A Viddheo surgiu de uma ideia do catarinense Diego Wagner, 27 anos. Ele também lidera a Siga o Rastro, que oferece serviços de consultoria em vídeo para empreendedores. Wagner percebeu que poderia usar a tecnologia da Siga o Rastro em outro negócio: o atendimento online e imediato de consumidores. Tal suporte já existe há algum tempo, mas sempre por meio de mensagens de texto. O empreendedor também constatou que pequenas empresas usavam ferramentas como o Skype e o Google Hangouts para fazer videochamadas. “Queríamos uma solução que estivesse nos sites de quem nos contratasse e que ninguém precisasse instalar nada”, afirma.

A ideia para a criação do negócio surgiu em agosto de 2014. Como a outra empresa de Wagner já era voltada para soluções em vídeo, bastou adaptar a tecnologia já existente. Dois meses depois, a nova startup lançava sua versão beta. Em fevereiro deste ano, a Viddheo foi lançada oficialmente. Na Viddheo, Wagner tem como sócios o sul-mato-grossense Diego Cordovez, 29, e o paulista Victor Canezin, 26.

Quem acessa o site dos clientes da Viddheo pode, pela própria página, solicitar o atendimento. “As páginas ganham uma janela. Basta o usuário clicar e a sessão começa”, diz Wagner.
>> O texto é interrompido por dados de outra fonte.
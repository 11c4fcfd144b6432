//! Типы JSON ответов бэкенда

use serde::{Deserialize, Serialize};

/// Коммьюнити в формате `GET /api/get_communities`
#[derive(Clone, Debug, Serialize, Deserialize)]
pub struct Community {
    pub id: i64,
    pub name: String,
    pub description: String,
    /// Иконка в base64 (может отсутствовать)
    #[serde(default)]
    pub icon: Option<String>,
    pub rules: String,
    /// Дата создания в ISO 8601
    pub created_at: String,
    pub creator: Creator,
}

/// Создатель коммьюнити
#[derive(Clone, Debug, Serialize, Deserialize)]
pub struct Creator {
    pub id: i64,
    pub username: String,
}

/// Ответ `GET /check_login`
///
/// Без сессии сервер отвечает 401 и не включает поле `user` -
/// тело парсится в любом случае, смотрим только на `user`.
#[derive(Debug, Deserialize)]
pub struct CheckLoginResponse {
    #[serde(default)]
    pub user: Option<String>,
}

/// Ответ `GET /get_csrf_token`
#[derive(Debug, Deserialize)]
pub struct CsrfTokenResponse {
    #[serde(default)]
    pub csrf_token: Option<String>,
}

/// Тело ошибки бэкенда (`{"error": ...}` или `{"message": ...}`)
#[derive(Debug, Deserialize)]
pub struct ErrorResponse {
    #[serde(default)]
    pub error: Option<String>,
    #[serde(default)]
    pub message: Option<String>,
}

impl ErrorResponse {
    /// Сообщение из тела ошибки, если есть
    pub fn into_message(self) -> Option<String> {
        self.error.or(self.message)
    }
}
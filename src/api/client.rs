//! HTTP клиент community бэкенда

use crate::form::NewCommunity;
use crate::model::{CheckLoginResponse, Community, CsrfTokenResponse, ErrorResponse};
use reqwest::multipart;
use serde::de::DeserializeOwned;
use thiserror::Error;

/// Заголовок с CSRF токеном для мутирующих запросов
pub const CSRF_HEADER: &str = "X-CSRFToken";

/// Ошибки API слоя
#[derive(Debug, Error)]
pub enum ApiError {
    /// Транспортная ошибка или невалидный ответ
    #[error("{0}")]
    Transport(#[from] reqwest::Error),
    /// Сервер ответил не-2xx статусом
    #[error("{message}")]
    Server { status: u16, message: String },
}

/// Клиент community API
///
/// Cookie jar живёт столько же, сколько клиент: сессионная кука
/// бэкенда автоматически уходит с каждым запросом (аналог
/// `credentials: 'include'`). Клоны разделяют соединения и cookie jar.
#[derive(Debug, Clone)]
pub struct ApiClient {
    http: reqwest::Client,
    base_url: String,
}

impl ApiClient {
    /// Создать клиент для указанного базового адреса API
    pub fn new(base_url: &str) -> Result<Self, ApiError> {
        let http = reqwest::Client::builder().cookie_store(true).build()?;

        Ok(Self {
            http,
            base_url: base_url.trim().trim_end_matches('/').to_string(),
        })
    }

    pub fn base_url(&self) -> &str {
        &self.base_url
    }

    fn endpoint(&self, path: &str) -> String {
        format!("{}/{}", self.base_url, path.trim_start_matches('/'))
    }

    /// `GET /check_login` - user_id текущей сессии
    ///
    /// 401 (нет сессии) - тоже валидный ответ: тело парсится в любом
    /// случае, поле `user` тогда просто отсутствует.
    pub async fn check_login(&self) -> Result<Option<String>, ApiError> {
        let response = self.http.get(self.endpoint("check_login")).send().await?;
        let data: CheckLoginResponse = response.json().await?;

        Ok(data.user)
    }

    /// `GET /get_csrf_token` - CSRF токен для мутирующих запросов
    ///
    /// Сервер дополнительно кладёт токен в cookie, но источником
    /// истины служит JSON тело.
    pub async fn fetch_csrf_token(&self) -> Result<Option<String>, ApiError> {
        let response = self.http.get(self.endpoint("get_csrf_token")).send().await?;
        let data: CsrfTokenResponse = response.json().await?;

        Ok(data.csrf_token)
    }

    /// `POST /api/create_communities` - multipart форма из четырёх
    /// частей (name, description, rules, icon) с CSRF заголовком
    pub async fn create_community(
        &self,
        community: &NewCommunity,
        csrf_token: &str,
    ) -> Result<(), ApiError> {
        let icon = multipart::Part::bytes(community.icon.data.clone())
            .file_name(community.icon.name.clone())
            .mime_str(community.icon.mime_type())?;

        let body = multipart::Form::new()
            .text("name", community.name.clone())
            .text("description", community.description.clone())
            .text("rules", community.rules.clone())
            .part("icon", icon);

        let response = self
            .http
            .post(self.endpoint("api/create_communities"))
            .header(CSRF_HEADER, csrf_token)
            .multipart(body)
            .send()
            .await?;

        let status = response.status();
        if status.is_success() {
            return Ok(());
        }

        Err(Self::server_error(status.as_u16(), response).await)
    }

    /// `GET /api/get_communities` - все коммьюнити
    pub async fn list_communities(&self) -> Result<Vec<Community>, ApiError> {
        let response = self
            .http
            .get(self.endpoint("api/get_communities"))
            .send()
            .await?;

        Self::parse_json(response).await
    }

    /// `GET /api/search_communities?q=...` - поиск по имени
    /// (пустой запрос возвращает все коммьюнити)
    pub async fn search_communities(&self, query: &str) -> Result<Vec<Community>, ApiError> {
        let response = self
            .http
            .get(self.endpoint("api/search_communities"))
            .query(&[("q", query)])
            .send()
            .await?;

        Self::parse_json(response).await
    }

    async fn parse_json<T: DeserializeOwned>(response: reqwest::Response) -> Result<T, ApiError> {
        let status = response.status();
        if !status.is_success() {
            return Err(Self::server_error(status.as_u16(), response).await);
        }

        Ok(response.json().await?)
    }

    /// Достать сообщение из тела ошибки, иначе показать статус
    async fn server_error(status: u16, response: reqwest::Response) -> ApiError {
        let message = response
            .json::<ErrorResponse>()
            .await
            .ok()
            .and_then(ErrorResponse::into_message)
            .unwrap_or_else(|| format!("HTTP {}", status));

        ApiError::Server { status, message }
    }
}
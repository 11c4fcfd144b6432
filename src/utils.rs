//! Вспомогательные утилиты

/// Безопасно обрезает строку до max_chars символов (не байт!)
/// Если строка длиннее - обрезает конец и добавляет "...";
/// при max_chars <= 3 многоточие не помещается и строка просто режется
pub fn truncate_string(s: &str, max_chars: usize) -> String {
    let char_count = s.chars().count();
    if char_count <= max_chars {
        s.to_string()
    } else if max_chars <= 3 {
        s.chars().take(max_chars).collect()
    } else {
        format!("{}...", s.chars().take(max_chars - 3).collect::<String>())
    }
}

/// Форматирование размера файла в человекочитаемый вид
pub fn format_size(size: u64) -> String {
    const KB: u64 = 1024;
    const MB: u64 = KB * 1024;
    const GB: u64 = MB * 1024;

    if size >= GB {
        format!("{:.2} GB", size as f64 / GB as f64)
    } else if size >= MB {
        format!("{:.2} MB", size as f64 / MB as f64)
    } else if size >= KB {
        format!("{:.2} KB", size as f64 / KB as f64)
    } else {
        format!("{} B", size)
    }
}
//! CLI: validate documents against a schema, or inspect a compiled schema.

use std::path::{Path, PathBuf};
use std::process::ExitCode;

use anyhow::{Context, Result};
use clap::{Args, Parser, Subcommand};
use rayon::prelude::*;
use serde_json::{json, Value};
use tracing::debug;

use crate::prep::{documents_from_source, parse_with_path, PrepOptions};
use crate::schema::Schema;
use crate::validate::validate;

// ————————————————————————————————————————————————————————————————————————————
// TYPES
// ————————————————————————————————————————————————————————————————————————————

/// validate JSON/NDJSON documents against a draft-4 schema
#[derive(Parser, Debug)]
pub struct CommandLineInterface {
    #[command(subcommand)]
    cmd: Command,
}

#[derive(Subcommand, Debug)]
enum Command {
    /// validate documents and emit a JSON report per document
    Validate(ValidateArgs),
    /// compile a schema and print the condensed view the compiler understood
    Inspect(InspectArgs),
}

#[derive(Args, Debug, Clone)]
struct InputSettings {
    /// treat input as newline-delimited JSON (NDJSON)
    #[arg(long, default_value_t = false)]
    ndjson: bool,

    /// JSON Pointer to select a subnode in each document (e.g. /data/items)
    #[arg(long)]
    json_pointer: Option<String>,

    /// jq pre-process filter for each document
    #[arg(long)]
    jq_expr: Option<String>,

    /// One or more inputs. May be literal paths or quoted glob patterns
    #[arg(long, short, num_args = 1.., required = true)]
    input: Vec<String>,
}

#[derive(Args, Debug, Clone)]
struct CommonSettings {
    /// Debugging: print CLI invocation settings and then terminate
    #[arg(long)]
    no_op: bool,

    /// Debugging: track elapsed time and then print to stderr
    #[arg(long)]
    track_time: bool,

    /// Debugging: disable parallelization
    #[arg(long)]
    no_parallel: bool,
}

#[derive(Args, Debug)]
struct ValidateArgs {
    /// schema file
    #[arg(long, short)]
    schema: PathBuf,

    #[command(flatten)]
    input_settings: InputSettings,

    /// output .json report file (stdout if omitted)
    #[arg(short, long)]
    out: Option<PathBuf>,

    #[command(flatten)]
    common_settings: CommonSettings,
}

#[derive(Args, Debug)]
struct InspectArgs {
    /// schema file
    #[arg(long, short)]
    schema: PathBuf,

    /// output .json file (stdout if omitted)
    #[arg(short, long)]
    out: Option<PathBuf>,
}

// ————————————————————————————————————————————————————————————————————————————
// IMPLEMENTATION
// ————————————————————————————————————————————————————————————————————————————

impl InputSettings {
    fn prep_options(&self) -> PrepOptions {
        PrepOptions {
            ndjson: self.ndjson,
            json_pointer: self.json_pointer.clone(),
            jq_expr: self.jq_expr.clone(),
        }
    }
}

impl CommandLineInterface {
    pub fn load() -> Self {
        Self::parse()
    }

    pub fn run(&self) -> Result<ExitCode> {
        let start = std::time::Instant::now();
        let mut print_elapsed_time = false;

        let code = match &self.cmd {
            Command::Validate(target) => {
                // - DEBUG PATH -
                if target.common_settings.no_op {
                    let sources = resolve_file_path_patterns(&target.input_settings.input)?;
                    eprintln!("{self:#?}");
                    eprintln!("RESOLVED SOURCES:");
                    for source in sources {
                        eprintln!("\t- {}", source.to_string_lossy());
                    }
                    return Ok(ExitCode::SUCCESS);
                }
                if target.common_settings.track_time {
                    print_elapsed_time = true;
                }
                run_validate(target)?
            }
            Command::Inspect(target) => {
                let schema = load_schema(&target.schema)?;
                let condensed = serde_json::to_string_pretty(&schema.condensed())?;
                write_output(target.out.as_deref(), &condensed)?;
                ExitCode::SUCCESS
            }
        };

        if print_elapsed_time {
            let elapsed = start.elapsed();
            eprintln!("validation took {}", format_duration(elapsed));
        }
        Ok(code)
    }
}

fn run_validate(target: &ValidateArgs) -> Result<ExitCode> {
    let schema = load_schema(&target.schema)?;
    let sources = resolve_file_path_patterns(&target.input_settings.input)?;
    let opts = target.input_settings.prep_options();

    // MAP: one entry list per source file; the compiled schema is shared
    // read-only across workers
    let per_source: Vec<Result<Vec<Value>>> = if target.common_settings.no_parallel {
        sources.iter().map(|path| validate_source(&schema, path, &opts)).collect()
    } else {
        sources.par_iter().map(|path| validate_source(&schema, path, &opts)).collect()
    };

    // REDUCE: flatten, surface the first load failure
    let mut entries = Vec::new();
    for result in per_source {
        entries.extend(result?);
    }

    let mut all_valid = true;
    for entry in &entries {
        if entry["valid"] != true {
            all_valid = false;
            if let Some(lines) = entry["messages"].as_array() {
                for line in lines {
                    if let Some(line) = line.as_str() {
                        eprintln!("{}: {line}", entry["source"].as_str().unwrap_or("?"));
                    }
                }
            }
        }
    }

    let report = serde_json::to_string_pretty(&Value::Array(entries))?;
    write_output(target.out.as_deref(), &report)?;

    Ok(if all_valid { ExitCode::SUCCESS } else { ExitCode::FAILURE })
}

fn validate_source(schema: &Schema, path: &Path, opts: &PrepOptions) -> Result<Vec<Value>> {
    let path_str = path.to_string_lossy().to_string();
    let src = std::fs::read_to_string(path)
        .with_context(|| format!("failed to read source file {path_str}"))?;
    let documents = documents_from_source(&src, &path_str, opts)?;
    debug!(source = %path_str, documents = documents.len(), "validating");

    let mut entries = Vec::with_capacity(documents.len());
    for (index, document) in documents.iter().enumerate() {
        let report = validate(schema, document);
        let messages: Vec<Value> =
            report.errors().iter().map(|e| Value::from(e.to_string())).collect();
        entries.push(json!({
            "source": path_str,
            "index": index,
            "valid": report.valid(),
            "errors": report.to_json(),
            "messages": messages,
        }));
    }
    Ok(entries)
}

fn load_schema(path: &Path) -> Result<Schema> {
    let path_str = path.to_string_lossy().to_string();
    let src = std::fs::read_to_string(path)
        .with_context(|| format!("failed to read schema file {path_str}"))?;
    let doc: Value = parse_with_path(&src)
        .map_err(|e| anyhow::anyhow!("failed to parse schema file ({path_str}): {e}"))?;
    Schema::compile(&doc).with_context(|| format!("failed to compile schema {path_str}"))
}

fn write_output(out: Option<&Path>, content: &str) -> Result<()> {
    match out {
        Some(out) => {
            if let Some(parent) = out.parent() {
                std::fs::create_dir_all(parent)?;
            }
            std::fs::write(out, content)?;
        }
        None => println!("{content}"),
    }
    Ok(())
}

// ————————————————————————————————————————————————————————————————————————————
// INTERNAL HELPERS
// ————————————————————————————————————————————————————————————————————————————

fn resolve_file_path_patterns<I>(patterns: I) -> Result<Vec<PathBuf>>
where
    I: IntoIterator,
    I::Item: AsRef<str>,
{
    fn has_glob_chars(s: &str) -> bool {
        // Minimal glob detection for the `glob` crate syntax.
        s.bytes().any(|b| matches!(b, b'*' | b'?' | b'[' | b'{'))
    }

    let mut out = Vec::<PathBuf>::new();

    for raw in patterns {
        let pattern = raw.as_ref();

        if has_glob_chars(pattern) {
            let mut matched_any = false;
            for entry in glob::glob(pattern)? {
                matched_any = true;
                out.push(entry?);
            }
            if !matched_any {
                // Pattern was explicitly a glob but matched nothing
                anyhow::bail!("glob pattern matched no files: {pattern}");
            }
        } else {
            // Treat as a literal path
            out.push(PathBuf::from(pattern));
        }
    }

    Ok(out)
}

fn format_duration(d: std::time::Duration) -> String {
    let secs = d.as_secs();

    if secs < 60 {
        format!("{}s", secs)
    } else if secs < 3600 {
        format!("{}m {}s", secs / 60, secs % 60)
    } else {
        format!("{}h {}m {}s", secs / 3600, (secs % 3600) / 60, secs % 60)
    }
}
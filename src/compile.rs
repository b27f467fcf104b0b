//! Schema compilation: parsed JSON document in, immutable [`Schema`] out.
//!
//! Compilation is the only fallible phase. Everything the walker relies on
//! is established here: keyword payloads are type-checked, regexes compiled,
//! bound pairs ordered, `enum`/`required` entries deduplicated, and every
//! `$ref` resolved to an arena handle. A `$ref` chain that never reaches an
//! assertion node is rejected so the walker cannot loop.
//!
//! References are fragment pointers into the schema document itself (`#`,
//! `#/definitions/name`, or any `#/`-rooted pointer to a compiled schema
//! position). Remote references are a loader concern and not accepted here.

use std::collections::{HashMap, HashSet};

use regex::Regex;
use serde_json::{Map, Value};
use thiserror::Error;

use crate::canon::canonical;
use crate::schema::{Additional, Dependency, Items, NodeId, Schema, SchemaNode};
use crate::value::{number_to_f64, JsonType};

#[derive(Debug, Error)]
pub enum CompileError {
    #[error("{location}: schema must be an object")]
    NotASchema { location: String },

    #[error("{location}: {keyword} must be {expected}")]
    InvalidKeyword { location: String, keyword: &'static str, expected: &'static str },

    #[error("{location}: '{name}' is not a valid type")]
    InvalidTypeName { location: String, name: String },

    #[error("{location}: {keyword} entries must be unique")]
    DuplicateEntry { location: String, keyword: &'static str },

    #[error("{location}: {lower} cannot be greater than {upper}")]
    InvertedBounds { location: String, lower: &'static str, upper: &'static str },

    #[error("{location}: {keyword} cannot be used without {requires}")]
    MissingCompanion { location: String, keyword: &'static str, requires: &'static str },

    #[error("{location}: invalid regex '{pattern}'")]
    InvalidRegex {
        location: String,
        pattern: String,
        #[source]
        source: regex::Error,
    },

    #[error("{location}: cannot resolve $ref '{reference}'")]
    UnresolvedRef { location: String, reference: String },

    #[error("$ref cycle through '{reference}'")]
    RefCycle { reference: String },
}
Segundo Wagner, o público da Viddheo é composto por três setores: e-commerces, empresas que têm produtos que exigem demonstração e imobiliárias. Tais nichos são o alvo da startup pela videoconferência em si e por outros dois outros recursos disponíveis para os clientes. O primeiro, chamado de “cobrowser”, permite que o atendente possa controlar o computador do cliente. Assim, é possível ajudá-lo a realizar alguma etapa do processo de compra, levando-o a uma determinada página, por exemplo. A segunda é o chamado “compartilhamento de arquivos”. Voltado para empresas que vendem produtos que exigem demonstração, o recurso permite que o atendente mostre, por exemplo, uma apresentação para seu cliente.

A Viddheo cobra o valor fixo mensal de R$ 300 de seus clientes. O valor contempla 50 horas de videoconferência. Se o tempo for ultrapassado, a startup cobra 5 centavos por minuto adicional.

Hoje, a Viddheo tem cinco clientes pagantes. Até o fim do ano, a meta da empresa é chegar a 90 parceiros e um faturamento de R$ 100 mil. A expectativa é que, nos anos seguintes, o número de clientes e a receita cresçam exponencialmente. “Atualmente, os e-commerces não se importam tanto com a fidelização de quem compra nas lojas, mas isso vai mudar. E um atendimento mais bem feito, com vídeo, vai ser importante para essa retenção.”